The study also looked at social relationships and bonds. Troublingly, many people reported having few or no close friends, family or neighbours to speak to in times of trouble or need.
- 13 percent had no relative to call for help
- eight percent never hear from relatives, and the same number do not hear from friends at least once a month
- 12 percent do not have a friend they can talk to about private matters or ask for help
Lim also said loneliness was being explored for its links to physical health issues including sleeping difficulties, headaches, stomach complaints, nausea, colds and infections. She said this was because the brain processed loneliness, which she described as a "social pain", the same way it processes physical pain -- which leads to physical results.

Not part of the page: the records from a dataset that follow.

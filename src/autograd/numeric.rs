//! Numeric glue over the dense-array backend
//!
//! Gradient reduction across implicit broadcasting, broadcast-aware
//! elementwise application, and (batched) matrix multiplication. Raw kernels
//! are ndarray's; this module only arranges shapes around them.

use ndarray::{ArrayD, Axis, Ix2, IxDyn, Zip};

use crate::error::{RevgradError, RevgradResult};

/// Collapse a gradient computed at a broadcast result shape back down to
/// `target`, summing away the axes broadcasting introduced or stretched.
///
/// Inverts NumPy-style broadcasting: leading axes are summed off until ranks
/// match, then any axis the target holds at size 1 is summed keeping the
/// axis. Idempotent on an already-target-shaped gradient.
pub fn reduce_gradient(mut grad: ArrayD<f64>, target: &[usize]) -> ArrayD<f64> {
    while grad.ndim() > target.len() {
        grad = grad.sum_axis(Axis(0));
    }
    for (i, &dim) in target.iter().enumerate() {
        if dim == 1 && grad.shape()[i] != 1 {
            grad = grad.sum_axis(Axis(i)).insert_axis(Axis(i));
        }
    }
    grad
}

/// The NumPy broadcast result shape of two operand shapes, if compatible.
pub fn broadcast_shape(lhs: &[usize], rhs: &[usize]) -> Option<Vec<usize>> {
    let rank = lhs.len().max(rhs.len());
    let mut out = vec![0; rank];
    for i in 0..rank {
        let a = if i < rank - lhs.len() { 1 } else { lhs[i - (rank - lhs.len())] };
        let b = if i < rank - rhs.len() { 1 } else { rhs[i - (rank - rhs.len())] };
        if a != b && a != 1 && b != 1 {
            return None;
        }
        out[i] = a.max(b);
    }
    Some(out)
}

/// Apply a binary function elementwise over both operands broadcast to their
/// common shape. Fails with `ShapeMismatch` when the shapes are incompatible.
pub fn broadcast_apply<F>(
    lhs: &ArrayD<f64>,
    rhs: &ArrayD<f64>,
    operation: &str,
    f: F,
) -> RevgradResult<ArrayD<f64>>
where
    F: Fn(f64, f64) -> f64,
{
    let shape = broadcast_shape(lhs.shape(), rhs.shape())
        .ok_or_else(|| RevgradError::shape_mismatch(operation, lhs.shape(), rhs.shape()))?;
    let lv = lhs
        .broadcast(IxDyn(&shape))
        .ok_or_else(|| RevgradError::Internal(format!("{}: broadcast view failed", operation)))?;
    let rv = rhs
        .broadcast(IxDyn(&shape))
        .ok_or_else(|| RevgradError::Internal(format!("{}: broadcast view failed", operation)))?;
    Ok(Zip::from(&lv).and(&rv).map_collect(|&a, &b| f(a, b)))
}

/// Elementwise comparison over both operands broadcast to their common
/// shape, producing a boolean mask.
pub fn broadcast_compare<F>(
    lhs: &ArrayD<f64>,
    rhs: &ArrayD<f64>,
    operation: &str,
    f: F,
) -> RevgradResult<ArrayD<bool>>
where
    F: Fn(f64, f64) -> bool,
{
    let shape = broadcast_shape(lhs.shape(), rhs.shape())
        .ok_or_else(|| RevgradError::shape_mismatch(operation, lhs.shape(), rhs.shape()))?;
    let lv = lhs
        .broadcast(IxDyn(&shape))
        .ok_or_else(|| RevgradError::Internal(format!("{}: broadcast view failed", operation)))?;
    let rv = rhs
        .broadcast(IxDyn(&shape))
        .ok_or_else(|| RevgradError::Internal(format!("{}: broadcast view failed", operation)))?;
    Ok(Zip::from(&lv).and(&rv).map_collect(|&a, &b| f(a, b)))
}

/// Transpose only the last two axes, leaving any batch axes in place.
pub fn swap_last_axes(a: &ArrayD<f64>) -> ArrayD<f64> {
    let n = a.ndim();
    let mut view = a.view();
    view.swap_axes(n - 2, n - 1);
    view.to_owned()
}

/// Matrix multiplication for rank-2 operands, batched over exactly matching
/// leading axes for higher ranks.
pub fn matmul(a: &ArrayD<f64>, b: &ArrayD<f64>) -> RevgradResult<ArrayD<f64>> {
    if a.ndim() < 2 || b.ndim() < 2 {
        return Err(RevgradError::shape_mismatch("matmul", a.shape(), b.shape()));
    }
    let (m, ka) = (a.shape()[a.ndim() - 2], a.shape()[a.ndim() - 1]);
    let (kb, n) = (b.shape()[b.ndim() - 2], b.shape()[b.ndim() - 1]);
    if ka != kb {
        return Err(RevgradError::shape_mismatch("matmul", a.shape(), b.shape()));
    }

    if a.ndim() == 2 && b.ndim() == 2 {
        let a2 = as_matrix(a)?;
        let b2 = as_matrix(b)?;
        return Ok(a2.dot(&b2).into_dyn());
    }

    let lead_a = &a.shape()[..a.ndim() - 2];
    let lead_b = &b.shape()[..b.ndim() - 2];
    if lead_a != lead_b {
        return Err(RevgradError::shape_mismatch("matmul", a.shape(), b.shape()));
    }

    let batch: usize = lead_a.iter().product();
    let a3 = reshaped(a, &[batch, m, ka])?;
    let b3 = reshaped(b, &[batch, kb, n])?;
    let mut out = ArrayD::<f64>::zeros(IxDyn(&[batch, m, n]));
    for i in 0..batch {
        let ai = as_matrix(&a3.index_axis(Axis(0), i).to_owned())?;
        let bi = as_matrix(&b3.index_axis(Axis(0), i).to_owned())?;
        out.index_axis_mut(Axis(0), i).assign(&ai.dot(&bi));
    }
    let mut out_shape = lead_a.to_vec();
    out_shape.push(m);
    out_shape.push(n);
    reshaped(&out, &out_shape)
}

fn as_matrix(a: &ArrayD<f64>) -> RevgradResult<ndarray::Array2<f64>> {
    a.view()
        .into_dimensionality::<Ix2>()
        .map(|v| v.to_owned())
        .map_err(|e| RevgradError::Internal(format!("matmul: rank-2 view failed: {}", e)))
}

fn reshaped(a: &ArrayD<f64>, shape: &[usize]) -> RevgradResult<ArrayD<f64>> {
    a.as_standard_layout()
        .to_owned()
        .into_shape(IxDyn(shape))
        .map_err(|e| RevgradError::Internal(format!("matmul: reshape failed: {}", e)))
}

#[cfg(test)]
mod tests {
    use super::*;
    use ndarray::arr2;

    #[test]
    fn test_reduce_gradient_broadcast_law() {
        // (3,1) + (1,4) broadcast to (3,4): the all-ones output gradient
        // collapses to all-4s at (3,1) and all-3s at (1,4).
        let grad = ArrayD::<f64>::ones(IxDyn(&[3, 4]));
        let left = reduce_gradient(grad.clone(), &[3, 1]);
        assert_eq!(left.shape(), &[3, 1]);
        assert!(left.iter().all(|&v| v == 4.0));

        let right = reduce_gradient(grad, &[1, 4]);
        assert_eq!(right.shape(), &[1, 4]);
        assert!(right.iter().all(|&v| v == 3.0));
    }

    #[test]
    fn test_reduce_gradient_collapses_prepended_axes() {
        let grad = ArrayD::<f64>::ones(IxDyn(&[2, 3, 4]));
        let reduced = reduce_gradient(grad, &[4]);
        assert_eq!(reduced.shape(), &[4]);
        assert!(reduced.iter().all(|&v| v == 6.0));
    }

    #[test]
    fn test_reduce_gradient_idempotent() {
        let grad = ArrayD::<f64>::from_shape_vec(IxDyn(&[2, 2]), vec![1.0, 2.0, 3.0, 4.0]).unwrap();
        let reduced = reduce_gradient(grad.clone(), &[2, 2]);
        assert_eq!(reduced, grad);
    }

    #[test]
    fn test_broadcast_shape() {
        assert_eq!(broadcast_shape(&[3, 1], &[1, 4]), Some(vec![3, 4]));
        assert_eq!(broadcast_shape(&[2, 3], &[3]), Some(vec![2, 3]));
        assert_eq!(broadcast_shape(&[], &[2, 2]), Some(vec![2, 2]));
        assert_eq!(broadcast_shape(&[2, 3], &[2, 4]), None);
    }

    #[test]
    fn test_matmul_2d() {
        let a = arr2(&[[1.0, 2.0], [3.0, 4.0]]).into_dyn();
        let b = arr2(&[[5.0, 6.0], [7.0, 8.0]]).into_dyn();
        let c = matmul(&a, &b).unwrap();
        assert_eq!(c, arr2(&[[19.0, 22.0], [43.0, 50.0]]).into_dyn());
    }

    #[test]
    fn test_matmul_batched() {
        let a = ArrayD::<f64>::ones(IxDyn(&[2, 3, 4]));
        let b = ArrayD::<f64>::ones(IxDyn(&[2, 4, 5]));
        let c = matmul(&a, &b).unwrap();
        assert_eq!(c.shape(), &[2, 3, 5]);
        assert!(c.iter().all(|&v| v == 4.0));
    }

    #[test]
    fn test_matmul_inner_dim_mismatch() {
        let a = ArrayD::<f64>::ones(IxDyn(&[2, 3]));
        let b = ArrayD::<f64>::ones(IxDyn(&[4, 2]));
        assert!(matmul(&a, &b).is_err());
    }

    #[test]
    fn test_swap_last_axes() {
        let a = arr2(&[[1.0, 2.0, 3.0], [4.0, 5.0, 6.0]]).into_dyn();
        let t = swap_last_axes(&a);
        assert_eq!(t.shape(), &[3, 2]);
        assert_eq!(t[[0, 1]], 4.0);
    }
}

"People who are lonely have more headaches, poorer sleep and problems like stomach issues. We don't know the cause and effect yet. We're seeing if lonely people are just more unhealthy to begin with, or if loneliness is causing the problems," she said.
"But it is causing them stress and physiological problems. Loneliness shares similar pain pathways to physical pain, so the brain processes it as pain, which is taxing on the body. The brain processes it as stress."

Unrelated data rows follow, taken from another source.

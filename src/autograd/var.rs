//! Differentiable value handles over the graph arena
//!
//! A [`Var`] pairs a graph handle with the [`NodeId`] of one node. Operator
//! methods compute their result eagerly through the dense-array backend,
//! record the new node's provenance, and return a fresh handle. Construction
//! errors (incompatible shapes, mixed arenas) abort the call that triggered
//! them.

use std::fmt;

use ndarray::{ArrayD, Axis, IxDyn};

use super::graph::{Graph, NodeId};
use super::numeric::{broadcast_apply, broadcast_compare, matmul as matmul_nd};
use super::op::Op;
use crate::backend::Device;
use crate::error::{RevgradError, RevgradResult};

/// Handle to a single differentiable value
///
/// The named operator methods (`add`, `sub`, `mul`, `div`, ...) are the
/// fallible path and return [`RevgradResult`]. The `std::ops` sugar
/// (`&a + &b`, `&a * 2.0`) panics on the same errors, shape mismatches
/// included; use the named methods when the operand shapes are not known
/// to be compatible.
#[derive(Clone)]
pub struct Var {
    graph: Graph,
    id: NodeId,
}

impl Graph {
    /// Create a leaf node from array data.
    pub fn var(&self, data: ArrayD<f64>, requires_grad: bool) -> Var {
        let id = self.inner.write().leaf(data, requires_grad);
        Var {
            graph: self.clone(),
            id,
        }
    }

    /// Create a constant scalar leaf.
    pub fn scalar(&self, value: f64) -> Var {
        self.var(ArrayD::from_elem(IxDyn(&[]), value), false)
    }

    /// Wrap an existing arena node in a handle.
    pub(crate) fn handle(&self, id: NodeId) -> Var {
        Var {
            graph: self.clone(),
            id,
        }
    }

    /// Create a leaf from a flat value buffer and a shape.
    pub fn from_vec(
        &self,
        values: Vec<f64>,
        shape: &[usize],
        requires_grad: bool,
    ) -> RevgradResult<Var> {
        let data = ArrayD::from_shape_vec(IxDyn(shape), values)
            .map_err(|e| RevgradError::InvalidInput(format!("from_vec: {}", e)))?;
        Ok(self.var(data, requires_grad))
    }
}

impl Var {
    pub fn id(&self) -> NodeId {
        self.id
    }

    pub fn graph(&self) -> &Graph {
        &self.graph
    }

    /// The numeric payload (cloned out of the arena).
    pub fn data(&self) -> ArrayD<f64> {
        self.graph.inner.read().nodes[self.id].data.clone()
    }

    /// The accumulated gradient, if one has been allocated.
    pub fn grad(&self) -> Option<ArrayD<f64>> {
        self.graph.inner.read().nodes[self.id].grad.clone()
    }

    pub fn shape(&self) -> Vec<usize> {
        self.graph.inner.read().nodes[self.id].data.shape().to_vec()
    }

    pub fn requires_grad(&self) -> bool {
        self.graph.inner.read().nodes[self.id].requires_grad
    }

    /// Label of the primitive that produced this node; empty for leaves.
    pub fn op_label(&self) -> &'static str {
        self.graph.inner.read().nodes[self.id].op.label()
    }

    /// Run the backward sweep with this node as the terminal.
    pub fn backward(&self) -> RevgradResult<()> {
        self.graph.inner.write().backward(self.id)
    }

    /// Reset this node's gradient buffer to zero.
    pub fn zero_grad(&self) {
        let mut inner = self.graph.inner.write();
        let node = &mut inner.nodes[self.id];
        if node.requires_grad {
            node.grad = Some(ArrayD::zeros(node.data.raw_dim()));
        }
    }

    /// Replace the payload in place. The new data must keep the shape, so the
    /// gradient buffer stays valid. Used by optimizers for parameter updates.
    pub fn set_data(&self, data: ArrayD<f64>) -> RevgradResult<()> {
        let mut inner = self.graph.inner.write();
        let node = &mut inner.nodes[self.id];
        if node.data.shape() != data.shape() {
            return Err(RevgradError::InvalidInput(format!(
                "set_data: shape {:?} does not match existing shape {:?}",
                data.shape(),
                node.data.shape()
            )));
        }
        node.data = data;
        Ok(())
    }

    /// A new constant leaf sharing this node's data, cut off from the graph.
    pub fn detach(&self) -> Var {
        self.graph.var(self.data(), false)
    }

    /// Transfer to another device.
    pub fn to_device(&self, device: Device) -> RevgradResult<Var> {
        match device {
            Device::Cpu => Ok(self.clone()),
            Device::Cuda => Err(RevgradError::BackendUnavailable(
                "no CUDA runtime is linked into this build".to_string(),
            )),
        }
    }

    fn ensure_same_arena(&self, other: &Var) -> RevgradResult<()> {
        if self.graph.same_arena(&other.graph) {
            Ok(())
        } else {
            Err(RevgradError::InvalidInput(
                "operands belong to different graphs".to_string(),
            ))
        }
    }

    fn binary<F>(&self, other: &Var, forward: F, make_op: fn(NodeId, NodeId) -> Op) -> RevgradResult<Var>
    where
        F: FnOnce(&ArrayD<f64>, &ArrayD<f64>) -> RevgradResult<ArrayD<f64>>,
    {
        self.ensure_same_arena(other)?;
        let data = {
            let inner = self.graph.inner.read();
            forward(&inner.nodes[self.id].data, &inner.nodes[other.id].data)?
        };
        let id = self.graph.inner.write().op_node(data, make_op(self.id, other.id));
        Ok(Var {
            graph: self.graph.clone(),
            id,
        })
    }

    pub(crate) fn unary<F>(&self, forward: F, make_op: impl FnOnce(NodeId) -> Op) -> RevgradResult<Var>
    where
        F: FnOnce(&ArrayD<f64>) -> RevgradResult<ArrayD<f64>>,
    {
        let data = {
            let inner = self.graph.inner.read();
            forward(&inner.nodes[self.id].data)?
        };
        let id = self.graph.inner.write().op_node(data, make_op(self.id));
        Ok(Var {
            graph: self.graph.clone(),
            id,
        })
    }

    /// Element-wise addition with implicit broadcasting.
    pub fn add(&self, other: &Var) -> RevgradResult<Var> {
        self.binary(other, |a, b| broadcast_apply(a, b, "add", |x, y| x + y), Op::Add)
    }

    /// Element-wise subtraction.
    pub fn sub(&self, other: &Var) -> RevgradResult<Var> {
        self.binary(other, |a, b| broadcast_apply(a, b, "sub", |x, y| x - y), Op::Sub)
    }

    /// Element-wise multiplication.
    pub fn mul(&self, other: &Var) -> RevgradResult<Var> {
        self.binary(other, |a, b| broadcast_apply(a, b, "mul", |x, y| x * y), Op::Mul)
    }

    /// Element-wise division. Division by zero follows IEEE semantics.
    pub fn div(&self, other: &Var) -> RevgradResult<Var> {
        self.binary(other, |a, b| broadcast_apply(a, b, "div", |x, y| x / y), Op::Div)
    }

    /// Element-wise exponentiation, `self ** other`.
    pub fn pow(&self, other: &Var) -> RevgradResult<Var> {
        self.binary(
            other,
            |a, b| broadcast_apply(a, b, "pow", |x, y| x.powf(y)),
            Op::Pow,
        )
    }

    /// Matrix multiplication; batched over matching leading axes.
    pub fn matmul(&self, other: &Var) -> RevgradResult<Var> {
        self.binary(other, |a, b| matmul_nd(a, b), Op::MatMul)
    }

    /// Element-wise negation.
    pub fn neg(&self) -> RevgradResult<Var> {
        self.unary(|a| Ok(a.mapv(|v| -v)), Op::Neg)
    }

    /// Transpose (all axes reversed).
    pub fn t(&self) -> RevgradResult<Var> {
        self.unary(|a| Ok(a.t().to_owned()), Op::Transpose)
    }

    /// Sum of elements, optionally over one axis.
    pub fn sum(&self, axis: Option<usize>, keepdims: bool) -> RevgradResult<Var> {
        self.unary(
            |a| match axis {
                Some(ax) => {
                    check_axis(ax, a.ndim(), "sum")?;
                    let mut out = a.sum_axis(Axis(ax));
                    if keepdims {
                        out = out.insert_axis(Axis(ax));
                    }
                    Ok(out)
                }
                None => {
                    let total = a.sum();
                    if keepdims {
                        Ok(ArrayD::from_elem(IxDyn(&vec![1; a.ndim()]), total))
                    } else {
                        Ok(ArrayD::from_elem(IxDyn(&[]), total))
                    }
                }
            },
            |input| Op::Sum {
                input,
                axis,
                keepdims,
            },
        )
    }

    /// Mean of elements, optionally over one axis.
    pub fn mean(&self, axis: Option<usize>) -> RevgradResult<Var> {
        self.unary(
            |a| match axis {
                Some(ax) => {
                    check_axis(ax, a.ndim(), "mean")?;
                    a.mean_axis(Axis(ax)).ok_or_else(|| {
                        RevgradError::InvalidInput("mean: axis has no elements".to_string())
                    })
                }
                None => a
                    .mean()
                    .map(|m| ArrayD::from_elem(IxDyn(&[]), m))
                    .ok_or_else(|| {
                        RevgradError::InvalidInput("mean: array has no elements".to_string())
                    }),
            },
            |input| Op::Mean { input, axis },
        )
    }

    /// Maximum of elements, optionally over one axis. Forward-only: no
    /// gradient flows through this reduction.
    pub fn max(&self, axis: Option<usize>, keepdims: bool) -> RevgradResult<Var> {
        self.unary(
            |a| {
                if a.is_empty() {
                    return Err(RevgradError::InvalidInput(
                        "max: array has no elements".to_string(),
                    ));
                }
                match axis {
                    Some(ax) => {
                        check_axis(ax, a.ndim(), "max")?;
                        let mut out =
                            a.map_axis(Axis(ax), |lane| lane.fold(f64::NEG_INFINITY, |m, &v| m.max(v)));
                        if keepdims {
                            out = out.insert_axis(Axis(ax));
                        }
                        Ok(out)
                    }
                    None => {
                        let m = a.iter().fold(f64::NEG_INFINITY, |m, &v| m.max(v));
                        Ok(ArrayD::from_elem(IxDyn(&[]), m))
                    }
                }
            },
            |input| Op::Max { input },
        )
    }

    /// Rectified linear unit, `max(x, 0)` element-wise.
    pub fn relu(&self) -> RevgradResult<Var> {
        self.unary(|a| Ok(a.mapv(|v| v.max(0.0))), Op::Relu)
    }

    /// Hyperbolic tangent.
    pub fn tanh(&self) -> RevgradResult<Var> {
        self.unary(|a| Ok(a.mapv(f64::tanh)), Op::Tanh)
    }

    /// Element-wise greater-than comparison, producing a boolean mask.
    pub fn gt(&self, other: &Var) -> RevgradResult<ArrayD<bool>> {
        self.compare(other, "gt", |a, b| a > b)
    }

    /// Element-wise less-than comparison.
    pub fn lt(&self, other: &Var) -> RevgradResult<ArrayD<bool>> {
        self.compare(other, "lt", |a, b| a < b)
    }

    /// Element-wise greater-or-equal comparison.
    pub fn ge(&self, other: &Var) -> RevgradResult<ArrayD<bool>> {
        self.compare(other, "ge", |a, b| a >= b)
    }

    /// Element-wise less-or-equal comparison.
    pub fn le(&self, other: &Var) -> RevgradResult<ArrayD<bool>> {
        self.compare(other, "le", |a, b| a <= b)
    }

    fn compare(
        &self,
        other: &Var,
        operation: &str,
        f: fn(f64, f64) -> bool,
    ) -> RevgradResult<ArrayD<bool>> {
        self.ensure_same_arena(other)?;
        let inner = self.graph.inner.read();
        broadcast_compare(
            &inner.nodes[self.id].data,
            &inner.nodes[other.id].data,
            operation,
            f,
        )
    }
}

fn check_axis(axis: usize, ndim: usize, operation: &str) -> RevgradResult<()> {
    if axis >= ndim {
        return Err(RevgradError::InvalidInput(format!(
            "{}: axis {} out of bounds for rank {}",
            operation, axis, ndim
        )));
    }
    Ok(())
}

impl fmt::Debug for Var {
    fn fmt(&self, f: &mut fmt::Formatter<'_>) -> fmt::Result {
        let mut dbg = f.debug_struct("Var");
        dbg.field("shape", &self.shape());
        let label = self.op_label();
        if !label.is_empty() {
            dbg.field("op", &label);
        }
        if self.requires_grad() {
            dbg.field("requires_grad", &true);
        }
        dbg.finish()
    }
}

// Operator sugar over the named methods. Panics where the named method
// would return an error; scalar operands become constant nodes.
macro_rules! impl_binary_operator {
    ($trait:ident, $method:ident, $named:ident) => {
        impl std::ops::$trait<&Var> for &Var {
            type Output = Var;
            fn $method(self, rhs: &Var) -> Var {
                self.$named(rhs).unwrap_or_else(|e| panic!("{}", e))
            }
        }

        impl std::ops::$trait<f64> for &Var {
            type Output = Var;
            fn $method(self, rhs: f64) -> Var {
                let rhs = self.graph().scalar(rhs);
                self.$named(&rhs).unwrap_or_else(|e| panic!("{}", e))
            }
        }
    };
}

impl_binary_operator!(Add, add, add);
impl_binary_operator!(Sub, sub, sub);
impl_binary_operator!(Mul, mul, mul);
impl_binary_operator!(Div, div, div);

impl std::ops::Neg for &Var {
    type Output = Var;
    fn neg(self) -> Var {
        Var::neg(self).unwrap_or_else(|e| panic!("{}", e))
    }
}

Lim said loneliness had long been dismissed as simply a psychological issue, but new research was unlocking how it has a far wider impact than previously thought.
"We're learning this from brain scans, imaging and neuroscience. There's a lot of evidence about how lonely people process information differently around social interactions. They are more stressed out, even if they want to connect," she said
"They see social interactions as a threat. Think of loneliness as a social pain, a consequence of feeling nobody understands you. This is processed as a stress in the brain, then leads to negative impacts."
"Perceiving something as threatening or scary, thinking nobody has your back, the stress has a flow-on effect into physical symptoms."
Lim said more research was being done into the exact causes of loneliness, and whether technology and social media played a part. But speaking to 10 daily last month, she had advice for people who felt lonely, and for people who had friends or family who felt that way.
There is a role to play for people who don't feel lonely, she advised.
"It's not just lonely people who have to pay attention, but other people who need to recognise if friends are reaching out. If someone is asking to see you, and you're saying you're too busy to catch up, the effort is not reciprocal and can be bad," Lim said.
"A lonely person is making the effort, but it's hard. It's important for people to respond."